> TASK TO COMPLETE
Find "opening the device." and "transport = guard.as_mut().ok_or(HandlerError::NotConnected)?;" in the records below. Copy the lines holding them and every line between, exactly, and no others.
=== Begin Enclosure ===
// SPDX-License-Identifier: PolyForm-Noncommercial-1.0.0
// Copyright (c) 2025 Sylvex. All rights reserved.

//! Modbus RTU protocol handler.
//!
//! RTU has no transaction id; correlation is by arrival order on a
//! half-duplex single-master bus. The handler holds the transport lock for
//! the entire send-then-receive exchange, so requests on one port never
//! overlap.

use std::sync::Arc;

use async_trait::async_trait;
use bytes::BytesMut;
use tokio::sync::RwLock;
use tokio::time::Instant;
use tokio_util::sync::CancellationToken;

use manifold_core::error::{HandlerError, HandlerResult};
use manifold_core::handler::ProtocolHandler;
use manifold_core::metrics::{ConnectionMetrics, ConnectionMetricsSnapshot};
use manifold_core::types::{ConnectionKind, ConnectionStatus};

use crate::frame::{self, MAX_RTU_FRAME_LEN};
use crate::pdu;
use crate::transport::{ByteTransport, MockTransport, SerialTransport};
use crate::types::ModbusRtuConfig;

/// Raw reads pull at most this many bytes per call.
const RAW_READ_LEN: usize = 256;

// =============================================================================
// ModbusRtuHandler
// =============================================================================

/// Modbus RTU client handler over a serial line.
///
/// With the config's `mock` flag set, `connect` installs an in-memory mock
/// port instead of opening the device.
pub struct ModbusRtuHandler {
    name: String,
    config: ModbusRtuConfig,
    transport: RwLock<Option<Box<dyn ByteTransport>>>,
    status: std::sync::RwLock<ConnectionStatus>,
    last_error: std::sync::RwLock<Option<String>>,
    metrics: Arc<ConnectionMetrics>,
    cancel: CancellationToken,
}

impl ModbusRtuHandler {
    /// Creates a handler. No I/O happens until `connect`.
    pub fn new(
        name: impl Into<String>,
        config: ModbusRtuConfig,
        cancel: CancellationToken,
    ) -> HandlerResult<Self> {
        config.validate()?;
        Ok(Self {
            name: name.into(),
            config,
            transport: RwLock::new(None),
            status: std::sync::RwLock::new(ConnectionStatus::Disconnected),
            last_error: std::sync::RwLock::new(None),
            metrics: Arc::new(ConnectionMetrics::new()),
            cancel,
        })
    }

    /// Returns the configuration.
    pub fn config(&self) -> &ModbusRtuConfig {
        &self.config
    }

    /// Returns the current lifecycle status.
    pub fn status(&self) -> ConnectionStatus {
        *self.status.read().unwrap()
    }

    /// Returns the last error observed on this handler, if any.
    pub fn last_error(&self) -> Option<String> {
        self.last_error.read().unwrap().clone()
    }

    /// Returns the configured default unit id.
    pub fn unit_id(&self) -> u8 {
        self.config.unit_id
    }

    fn set_status(&self, status: ConnectionStatus) {
        *self.status.write().unwrap() = status;
    }

    fn set_last_error(&self, error: &HandlerError) {
        *self.last_error.write().unwrap() = Some(error.to_string());
    }

    async fn cancellable<T, F>(&self, fut: F) -> HandlerResult<T>
    where
        F: std::future::Future<Output = HandlerResult<T>>,
    {
        tokio::select! {
            biased;
            _ = self.cancel.cancelled() => Err(HandlerError::Cancelled),
            result = fut => result,
        }
    }

    /// Runs one framed transaction, holding the transport lock across the
    /// whole exchange.
    async fn transaction(&self, unit_id: u8, request_pdu: Vec<u8>) -> HandlerResult<Vec<u8>> {
        let start = Instant::now();
        let mut guard = self.transport.write().await;
        let transport = guard.as_mut().ok_or(HandlerError::NotConnected)?;

        let request = frame::build_rtu_frame(unit_id, &request_pdu);
        transport.set_deadline(Some(Instant::now() + self.config.timeout()));

        let result = self.exchange(transport.as_mut(), &request, unit_id).await;

        match result {
            Ok(response_pdu) => {
                self.metrics.record_latency(start.elapsed());
                Ok(response_pdu)
            }
            Err(err) => {
                self.metrics.record_error();
                self.set_last_error(&err);
                if err.closes_transport() {
                    if let Some(mut transport) = guard.take() {
                        transport.close().await.ok();
                    }
                    self.set_status(ConnectionStatus::Error);
                    tracing::warn!(
                        handler = %self.name,
                        error = %err,
                        "Transport failure, connection closed"
                    );
                }
                Err(err)
            }
        }
    }

    /// Sends the frame and accumulates the response until the
    /// function-code-dispatched expected length is reached or the deadline
    /// expires.
    async fn exchange(
        &self,
        transport: &mut (dyn ByteTransport + '_),
        request: &[u8],
        unit_id: u8,
    ) -> HandlerResult<Vec<u8>> {
        self.cancellable(transport.write_all(request)).await?;
        self.metrics.record_write(request.len());

        let mut buf = BytesMut::with_capacity(MAX_RTU_FRAME_LEN);
        let mut chunk = [0u8; MAX_RTU_FRAME_LEN];

        let expected = loop {
            let n = self.cancellable(transport.read_into(&mut chunk)).await?;
            if n == 0 {
                return Err(HandlerError::transport("serial line closed mid-read"));
            }
            buf.extend_from_slice(&chunk[..n]);

            if buf.len() < 3 {
                continue;
            }
            match frame::rtu_response_len(&buf) {
                Some(expected) if buf.len() >= expected => break expected,
                Some(_) => continue,
                None => {
                    return Err(HandlerError::protocol(format!(
                        "unrecognized function code echo {:#04x}",
                        buf[1]
                    )))
                }
            }
        };

        if buf.len() > expected {
            tracing::debug!(
                handler = %self.name,
                extra = buf.len() - expected,
                "Discarding trailing bytes after RTU frame"
            );
        }
        self.metrics.record_read(buf.len());

        let (echo_unit, response_pdu) = frame::split_rtu_frame(&buf[..expected])?;
        if echo_unit != unit_id {
            return Err(HandlerError::protocol(format!(
                "unit id mismatch: sent {}, received {}",
                unit_id, echo_unit
            )));
        }

        frame::check_exception(response_pdu)?;
        Ok(response_pdu.to_vec())
    }

    fn count_parse_error<T>(&self, result: HandlerResult<T>) -> HandlerResult<T> {
        if let Err(ref err) = result {
            self.metrics.record_error();
            self.set_last_error(err);
        }
        result
    }

    // =========================================================================
    // Typed Operations
    // =========================================================================

    /// Reads coils (FC 0x01).
    pub async fn read_coils(
        &self,
        unit_id: u8,
        address: u16,
        quantity: u16,
    ) -> HandlerResult<Vec<bool>> {
        let request = pdu::build_read_request(frame::FC_READ_COILS, address, quantity);
        let response = self.transaction(unit_id, request).await?;
        self.count_parse_error(pdu::parse_bits_response(
            &response,
            frame::FC_READ_COILS,
            quantity,
        ))
    }

    /// Reads discrete inputs (FC 0x02).
    pub async fn read_discrete_inputs(
        &self,
        unit_id: u8,
        address: u16,
        quantity: u16,
    ) -> HandlerResult<Vec<bool>> {
        let request = pdu::build_read_request(frame::FC_READ_DISCRETE_INPUTS, address, quantity);
        let response = self.transaction(unit_id, request).await?;
        self.count_parse_error(pdu::parse_bits_response(
            &response,
            frame::FC_READ_DISCRETE_INPUTS,
            quantity,
        ))
    }

    /// Reads holding registers (FC 0x03).
    pub async fn read_holding_registers(
        &self,
        unit_id: u8,
        address: u16,
        quantity: u16,
    ) -> HandlerResult<Vec<u16>> {
        let request = pdu::build_read_request(frame::FC_READ_HOLDING_REGISTERS, address, quantity);
        let response = self.transaction(unit_id, request).await?;
        self.count_parse_error(pdu::parse_registers_response(
            &response,
            frame::FC_READ_HOLDING_REGISTERS,
            quantity,
        ))
    }

    /// Reads input registers (FC 0x04).
    pub async fn read_input_registers(
        &self,
        unit_id: u8,
        address: u16,
        quantity: u16,
    ) -> HandlerResult<Vec<u16>> {
        let request = pdu::build_read_request(frame::FC_READ_INPUT_REGISTERS, address, quantity);
        let response = self.transaction(unit_id, request).await?;
        self.count_parse_error(pdu::parse_registers_response(
            &response,
            frame::FC_READ_INPUT_REGISTERS,
            quantity,
        ))
    }

    /// Writes a single coil (FC 0x05).
    pub async fn write_single_coil(
        &self,
        unit_id: u8,
        address: u16,
        value: bool,
    ) -> HandlerResult<()> {
        let request = pdu::build_write_single_coil(address, value);
        let response = self.transaction(unit_id, request).await?;
        self.count_parse_error(pdu::parse_write_single_coil_response(
            &response, address, value,
        ))
    }

    /// Writes a single holding register (FC 0x06).
    pub async fn write_single_register(
        &self,
        unit_id: u8,
        address: u16,
        value: u16,
    ) -> HandlerResult<()> {
        let request = pdu::build_write_single_register(address, value);
        let response = self.transaction(unit_id, request).await?;
        self.count_parse_error(pdu::parse_write_single_register_response(
            &response, address, value,
        ))
    }

    /// Writes multiple coils (FC 0x0F).
    pub async fn write_multiple_coils(
        &self,
        unit_id: u8,
        address: u16,
        values: &[bool],
    ) -> HandlerResult<()> {
        let request = pdu::build_write_multiple_coils(address, values);
        let response = self.transaction(unit_id, request).await?;
        self.count_parse_error(pdu::parse_write_multiple_response(
            &response,
            frame::FC_WRITE_MULTIPLE_COILS,
            address,
            values.len() as u16,
        ))
    }

    /// Writes multiple holding registers (FC 0x10).
    pub async fn write_multiple_registers(
        &self,
        unit_id: u8,
        address: u16,
        values: &[u16],
    ) -> HandlerResult<()> {
        let request = pdu::build_write_multiple_registers(address, values);
        let response = self.transaction(unit_id, request).await?;
        self.count_parse_error(pdu::parse_write_multiple_response(
            &response,
            frame::FC_WRITE_MULTIPLE_REGISTERS,
            address,
            values.len() as u16,
        ))
    }

    /// Masks a holding register in place (FC 0x16).
    pub async fn mask_write_register(
        &self,
        unit_id: u8,
        address: u16,
        and_mask: u16,
        or_mask: u16,
    ) -> HandlerResult<()> {
        let request = pdu::build_mask_write_register(address, and_mask, or_mask);
        let response = self.transaction(unit_id, request).await?;
        self.count_parse_error(pdu::parse_mask_write_response(
            &response, address, and_mask, or_mask,
        ))
    }

    /// Reads and writes registers in one transaction (FC 0x17).
    pub async fn read_write_multiple_registers(
        &self,
        unit_id: u8,
        read_address: u16,
        read_quantity: u16,
        write_address: u16,
        write_values: &[u16],
    ) -> HandlerResult<Vec<u16>> {
        let request = pdu::build_read_write_multiple_registers(
            read_address,
            read_quantity,
            write_address,
            write_values,
        );
        let response = self.transaction(unit_id, request).await?;
        self.count_parse_error(pdu::parse_read_write_response(&response, read_quantity))
    }

    #[cfg(test)]
    pub(crate) async fn install_transport(&self, transport: Box<dyn ByteTransport>) {
        *self.transport.write().await = Some(transport);
        self.set_status(ConnectionStatus::Connected);
    }
}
=== End Enclosure ===
> EXERCISE OUTPUT
/// port instead of opening the device.
pub struct ModbusRtuHandler {
    name: String,
    config: ModbusRtuConfig,
    transport: RwLock<Option<Box<dyn ByteTransport>>>,
    status: std::sync::RwLock<ConnectionStatus>,
    last_error: std::sync::RwLock<Option<String>>,
    metrics: Arc<ConnectionMetrics>,
    cancel: CancellationToken,
}

impl ModbusRtuHandler {
    /// Creates a handler. No I/O happens until `connect`.
    pub fn new(
        name: impl Into<String>,
        config: ModbusRtuConfig,
        cancel: CancellationToken,
    ) -> HandlerResult<Self> {
        config.validate()?;
        Ok(Self {
            name: name.into(),
            config,
            transport: RwLock::new(None),
            status: std::sync::RwLock::new(ConnectionStatus::Disconnected),
            last_error: std::sync::RwLock::new(None),
            metrics: Arc::new(ConnectionMetrics::new()),
            cancel,
        })
    }

    /// Returns the configuration.
    pub fn config(&self) -> &ModbusRtuConfig {
        &self.config
    }

    /// Returns the current lifecycle status.
    pub fn status(&self) -> ConnectionStatus {
        *self.status.read().unwrap()
    }

    /// Returns the last error observed on this handler, if any.
    pub fn last_error(&self) -> Option<String> {
        self.last_error.read().unwrap().clone()
    }

    /// Returns the configured default unit id.
    pub fn unit_id(&self) -> u8 {
        self.config.unit_id
    }

    fn set_status(&self, status: ConnectionStatus) {
        *self.status.write().unwrap() = status;
    }

    fn set_last_error(&self, error: &HandlerError) {
        *self.last_error.write().unwrap() = Some(error.to_string());
    }

    async fn cancellable<T, F>(&self, fut: F) -> HandlerResult<T>
    where
        F: std::future::Future<Output = HandlerResult<T>>,
    {
        tokio::select! {
            biased;
            _ = self.cancel.cancelled() => Err(HandlerError::Cancelled),
            result = fut => result,
        }
    }

    /// Runs one framed transaction, holding the transport lock across the
    /// whole exchange.
    async fn transaction(&self, unit_id: u8, request_pdu: Vec<u8>) -> HandlerResult<Vec<u8>> {
        let start = Instant::now();
        let mut guard = self.transport.write().await;
        let transport = guard.as_mut().ok_or(HandlerError::NotConnected)?;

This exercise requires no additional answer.